Alright, let’s talk about my little experiment with Prodigy and spaCy, aimed at labeling some text data for a project. I wanted to see if I could quickly whip up a custom recipe to make the annotation process smoother. My goal was to annotate some text about “streets” and related terms.
Getting Started
First things first, I installed Prodigy. It was pretty straightforward using pip. I already had spaCy set up, so that part was easy.
Then, I created a new dataset in Prodigy. Just a simple command-line thing. I called it “street_data” – keeping it simple, you know?

Building a Simple Recipe
I wanted a custom recipe because the built-in ones weren’t exactly what I needed. I cooked up a basic Python script for a custom recipe. It basically loaded my text data and used spaCy to pre-process it. This meant that the words were already split up (tokenized), which made my life easier during annotation.
- I Created a new python file. Let’s name it ‘street_*’.
- I Wrote some simple python code with Prodigy’s recipe decorator.
- Imported spaCy.
The Annotation Process
I fired up the Prodigy interface using my new custom recipe.
The interface was clean and user-friendly. I could see the text, and all I had to do was click “accept” or “reject” based on whether the highlighted word or phrase was related to “streets”.
Important Note:The words that I think are not so import,I chose ignore *’s really useful.

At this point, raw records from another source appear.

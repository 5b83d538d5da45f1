pub mod defaults;

use chrono::{NaiveTime, Timelike};
use serde::{Deserialize, Serialize};
use std::path::Path;
use thiserror::Error;

/// Weekday numbering used throughout the catalog: 0 = Monday ... 6 = Sunday.
pub const ALL_DAYS: [u8; 7] = [0, 1, 2, 3, 4, 5, 6];

#[derive(Debug, Error)]
pub enum CatalogError {
    #[error("failed to read catalog file: {0}")]
    Io(#[from] std::io::Error),
    #[error("failed to parse catalog file: {0}")]
    Parse(#[from] serde_json::Error),
    #[error("division '{division}', category '{category}': event has an empty name")]
    EmptyName { division: String, category: String },
    #[error("event '{event}' in '{division}/{category}' has no windows")]
    NoWindows {
        division: String,
        category: String,
        event: String,
    },
    #[error("event '{event}' in '{division}/{category}' has no active weekdays")]
    NoWeekdays {
        division: String,
        category: String,
        event: String,
    },
    #[error("event '{event}' in '{division}/{category}' uses weekday {weekday} (expected 0..=6)")]
    InvalidWeekday {
        division: String,
        category: String,
        event: String,
        weekday: u8,
    },
    #[error("invalid time window {0}")]
    InvalidTime(String),
    #[error("division '{0}' is declared more than once")]
    DuplicateDivision(String),
}

/// A recurring time-of-day interval. `start > end` means the window spans midnight.
/// Both bounds are inclusive.
#[derive(Debug, Clone, Copy, PartialEq, Eq, Serialize, Deserialize)]
pub struct TimeWindow {
    pub start: NaiveTime,
    pub end: NaiveTime,
}

impl TimeWindow {
    pub fn new(start: NaiveTime, end: NaiveTime) -> Self {
        Self { start, end }
    }

    /// `TimeWindow::from_hms((23, 55, 0), (0, 15, 59))`; `None` if either bound is out of range.
    pub fn from_hms(start: (u32, u32, u32), end: (u32, u32, u32)) -> Option<Self> {
        Some(Self::new(
            NaiveTime::from_hms_opt(start.0, start.1, start.2)?,
            NaiveTime::from_hms_opt(end.0, end.1, end.2)?,
        ))
    }

    #[cfg(test)]
    pub fn hms(start: (u32, u32, u32), end: (u32, u32, u32)) -> Self {
        Self::from_hms(start, end).expect("valid window bounds")
    }

    pub fn wraps_midnight(&self) -> bool {
        self.start > self.end
    }

    pub fn contains(&self, time_of_day: NaiveTime) -> bool {
        if self.wraps_midnight() {
            time_of_day >= self.start || time_of_day <= self.end
        } else {
            self.start <= time_of_day && time_of_day <= self.end
        }
    }

    /// Second-of-day segments covered by this window, split at midnight when it wraps.
    fn segments(&self) -> Vec<(u32, u32)> {
        let start = self.start.num_seconds_from_midnight();
        let end = self.end.num_seconds_from_midnight();
        if self.wraps_midnight() {
            vec![(start, 86_399), (0, end)]
        } else {
            vec![(start, end)]
        }
    }

    pub fn overlaps(&self, other: &TimeWindow) -> bool {
        self.segments().iter().any(|&(a_start, a_end)| {
            other
                .segments()
                .iter()
                .any(|&(b_start, b_end)| a_start <= b_end && b_start <= a_end)
        })
    }
}

#[derive(Debug, Clone, PartialEq, Eq, Serialize, Deserialize)]
pub struct EventDefinition {
    pub name: String,
    pub active_weekdays: Vec<u8>,
    pub windows: Vec<TimeWindow>,
}

impl EventDefinition {
    pub fn new(name: impl Into<String>, active_weekdays: &[u8], windows: Vec<TimeWindow>) -> Self {
        Self {
            name: name.into(),
            active_weekdays: active_weekdays.to_vec(),
            windows,
        }
    }

    pub fn is_active_on(&self, weekday: u8) -> bool {
        self.active_weekdays.contains(&weekday)
    }
}

/// Events monitored in one channel category (a channel name such as `wb` or `eventos`).
///
/// Event order is significant: when two events are active at the same instant the
/// first one declared wins.
#[derive(Debug, Clone, PartialEq, Eq, Serialize, Deserialize)]
pub struct CategoryCatalog {
    pub name: String,
    pub events: Vec<EventDefinition>,
}

#[derive(Debug, Clone, PartialEq, Eq, Serialize, Deserialize)]
pub struct Division {
    /// Name of the Discord category grouping this division's channels.
    pub key: String,
    /// Sheet/tab that registrations for this division are written to.
    pub sheet_target: String,
    pub categories: Vec<CategoryCatalog>,
}

impl Division {
    pub fn category(&self, name: &str) -> Option<&CategoryCatalog> {
        self.categories.iter().find(|c| c.name == name)
    }
}

/// Two events of the same category whose windows intersect on a shared weekday.
#[derive(Debug, Clone, PartialEq, Eq)]
pub struct Overlap {
    pub division: String,
    pub category: String,
    pub first: String,
    pub second: String,
    pub weekday: u8,
}

#[derive(Debug, Clone, PartialEq, Eq, Serialize, Deserialize)]
pub struct Catalog {
    pub divisions: Vec<Division>,
}

impl Catalog {
    /// Loads the catalog from a JSON file, or the built-in table when no path is given,
    /// and validates it before returning.
    pub fn load(path: Option<&Path>) -> Result<Self, CatalogError> {
        let catalog = match path {
            Some(path) => {
                let raw = std::fs::read_to_string(path)?;
                serde_json::from_str::<Catalog>(&raw)?
            }
            None => defaults::builtin()?,
        };

        catalog.validate()?;

        for overlap in catalog.overlaps() {
            tracing::warn!(
                "Overlapping windows in '{}/{}' on weekday {}: '{}' shadows '{}'",
                overlap.division,
                overlap.category,
                overlap.weekday,
                overlap.first,
                overlap.second
            );
        }

        Ok(catalog)
    }

    pub fn division(&self, key: &str) -> Option<&Division> {
        self.divisions.iter().find(|d| d.key == key)
    }

    pub fn events_for(&self, division_key: &str, category: &str) -> Option<&[EventDefinition]> {
        self.division(division_key)
            .and_then(|d| d.category(category))
            .map(|c| c.events.as_slice())
    }

    pub fn has_sheet_target(&self, target: &str) -> bool {
        self.divisions.iter().any(|d| d.sheet_target == target)
    }

    pub fn sheet_targets(&self) -> Vec<String> {
        self.divisions.iter().map(|d| d.sheet_target.clone()).collect()
    }

    pub fn validate(&self) -> Result<(), CatalogError> {
        let mut seen = std::collections::HashSet::new();

        for division in &self.divisions {
            if !seen.insert(division.key.as_str()) {
                return Err(CatalogError::DuplicateDivision(division.key.clone()));
            }

            for category in &division.categories {
                for event in &category.events {
                    if event.name.trim().is_empty() {
                        return Err(CatalogError::EmptyName {
                            division: division.key.clone(),
                            category: category.name.clone(),
                        });
                    }
                    if event.windows.is_empty() {
                        return Err(CatalogError::NoWindows {
                            division: division.key.clone(),
                            category: category.name.clone(),
                            event: event.name.clone(),
                        });
                    }
                    if event.active_weekdays.is_empty() {
                        return Err(CatalogError::NoWeekdays {
                            division: division.key.clone(),
                            category: category.name.clone(),
                            event: event.name.clone(),
                        });
                    }
                    if let Some(&weekday) = event.active_weekdays.iter().find(|&&d| d > 6) {
                        return Err(CatalogError::InvalidWeekday {
                            division: division.key.clone(),
                            category: category.name.clone(),
                            event: event.name.clone(),
                            weekday,
                        });
                    }
                }
            }
        }

        Ok(())
    }

    /// Reports pairs of events that can both match on the same weekday. Not an error:
    /// the resolver picks the earlier declaration.
    pub fn overlaps(&self) -> Vec<Overlap> {
        let mut found = Vec::new();

        for division in &self.divisions {
            for category in &division.categories {
                for (i, first) in category.events.iter().enumerate() {
                    for second in &category.events[i + 1..] {
                        let shared_day = ALL_DAYS
                            .iter()
                            .copied()
                            .find(|&d| first.is_active_on(d) && second.is_active_on(d));
                        let Some(weekday) = shared_day else { continue };

                        let clash = first
                            .windows
                            .iter()
                            .any(|a| second.windows.iter().any(|b| a.overlaps(b)));
                        if clash {
                            found.push(Overlap {
                                division: division.key.clone(),
                                category: category.name.clone(),
                                first: first.name.clone(),
                                second: second.name.clone(),
                                weekday,
                            });
                        }
                    }
                }
            }
        }

        found
    }
}

#[cfg(test)]
mod tests {
    use super::*;

    fn t(h: u32, m: u32, s: u32) -> NaiveTime {
        NaiveTime::from_hms_opt(h, m, s).unwrap()
    }

    fn single_category(events: Vec<EventDefinition>) -> Catalog {
        Catalog {
            divisions: vec![Division {
                key: "TEST 1".to_string(),
                sheet_target: "TEST 1".to_string(),
                categories: vec![CategoryCatalog {
                    name: "eventos".to_string(),
                    events,
                }],
            }],
        }
    }

    #[test]
    fn wrapping_window_contains_both_sides_of_midnight() {
        let window = TimeWindow::hms((23, 55, 0), (0, 15, 0));
        assert!(window.wraps_midnight());
        assert!(window.contains(t(23, 55, 0)));
        assert!(window.contains(t(0, 0, 0)));
        assert!(window.contains(t(0, 15, 0)));
        assert!(!window.contains(t(0, 16, 0)));
        assert!(!window.contains(t(23, 54, 59)));
    }

    #[test]
    fn wrapping_window_overlap_is_detected_across_midnight() {
        let late = TimeWindow::hms((23, 55, 0), (0, 15, 59));
        let early = TimeWindow::hms((0, 10, 0), (0, 30, 0));
        let noon = TimeWindow::hms((12, 0, 0), (12, 30, 0));
        assert!(late.overlaps(&early));
        assert!(early.overlaps(&late));
        assert!(!late.overlaps(&noon));
    }

    #[test]
    fn out_of_range_bounds_do_not_build_a_window() {
        assert!(TimeWindow::from_hms((24, 0, 0), (0, 15, 0)).is_none());
        assert!(TimeWindow::from_hms((23, 55, 0), (0, 60, 0)).is_none());
        assert_eq!(
            TimeWindow::from_hms((23, 55, 0), (0, 15, 59)),
            Some(TimeWindow::new(t(23, 55, 0), t(0, 15, 59)))
        );
    }

    #[test]
    fn builtin_catalog_is_valid() {
        let catalog = defaults::builtin().unwrap();
        catalog.validate().unwrap();
        assert!(catalog.division("NORTH AMERICA 44").is_some());
        assert!(catalog.events_for("EUROPE 14", "eventos-juja").is_some());
        assert!(catalog.events_for("EUROPE 43", "eventos").is_some());
    }

    #[test]
    fn empty_window_list_is_rejected() {
        let catalog = single_category(vec![EventDefinition::new("Krukan", &[1], vec![])]);
        assert!(matches!(catalog.validate(), Err(CatalogError::NoWindows { .. })));
    }

    #[test]
    fn out_of_range_weekday_is_rejected() {
        let catalog = single_category(vec![EventDefinition::new(
            "Krukan",
            &[7],
            vec![TimeWindow::hms((21, 45, 0), (22, 10, 0))],
        )]);
        assert!(matches!(
            catalog.validate(),
            Err(CatalogError::InvalidWeekday { weekday: 7, .. })
        ));
    }

    #[test]
    fn overlapping_events_on_shared_weekday_are_reported_in_declaration_order() {
        let catalog = single_category(vec![
            EventDefinition::new("WB 22:00", &ALL_DAYS, vec![TimeWindow::hms((21, 55, 0), (22, 15, 0))]),
            EventDefinition::new("Praça", &ALL_DAYS, vec![TimeWindow::hms((22, 10, 0), (22, 30, 0))]),
            EventDefinition::new("Guerra de Vale", &[2], vec![TimeWindow::hms((9, 0, 0), (9, 30, 0))]),
        ]);
        catalog.validate().unwrap();

        let overlaps = catalog.overlaps();
        assert_eq!(overlaps.len(), 1);
        assert_eq!(overlaps[0].first, "WB 22:00");
        assert_eq!(overlaps[0].second, "Praça");
    }

    #[test]
    fn windows_on_disjoint_weekdays_do_not_overlap() {
        let catalog = single_category(vec![
            EventDefinition::new("Defesa de Cristal", &[3], vec![TimeWindow::hms((22, 45, 0), (23, 10, 0))]),
            EventDefinition::new("Saque do Castelo", &[4], vec![TimeWindow::hms((22, 45, 0), (23, 10, 0))]),
        ]);
        assert!(catalog.overlaps().is_empty());
    }

    #[test]
    fn catalog_loads_from_json_file() {
        let dir = tempfile::tempdir().unwrap();
        let path = dir.path().join("catalog.json");
        let catalog = single_category(vec![EventDefinition::new(
            "Krukan",
            &[1],
            vec![TimeWindow::hms((21, 45, 0), (22, 10, 0))],
        )]);
        std::fs::write(&path, serde_json::to_string(&catalog).unwrap()).unwrap();

        let loaded = Catalog::load(Some(&path)).unwrap();
        assert_eq!(loaded, catalog);
    }
}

It wasn’t perfect at first. spaCy’s pre-processing helped, but I still had to do some manual tweaking. Some things that weren’t relevant slipped through, and I had to reject them. And sometimes, it missed stuff that was relevant, so I had to correct it.
Iterating and Improving
After annotating a few hundred examples, I stopped and trained a new spaCy model using the data I’d labeled. The command was easy enough, just pointed it at my dataset and told it where to save the new model.
The goal here was to get Prodigy to learn from my annotations. The next time I used it, it should be smarter and make fewer mistakes.
And you know what? It worked! The second round of annotation was much faster. Prodigy was highlighting more of the right stuff and less of the wrong stuff. I still had to do some corrections, but it was definitely an improvement.
Final Thoughts
Overall, I’m pretty happy with how this experiment went. I was able to create a custom annotation workflow pretty quickly, and the iterative training process actually made a noticeable difference. It’s not a perfect solution, and I’m sure I could refine it further, but for a quick and dirty way to label text data, it worked pretty well. I just annotated, trained, annotated some more, and trained again. Kept repeating until I felt like the results were good *’s good to label data and train a model so fast!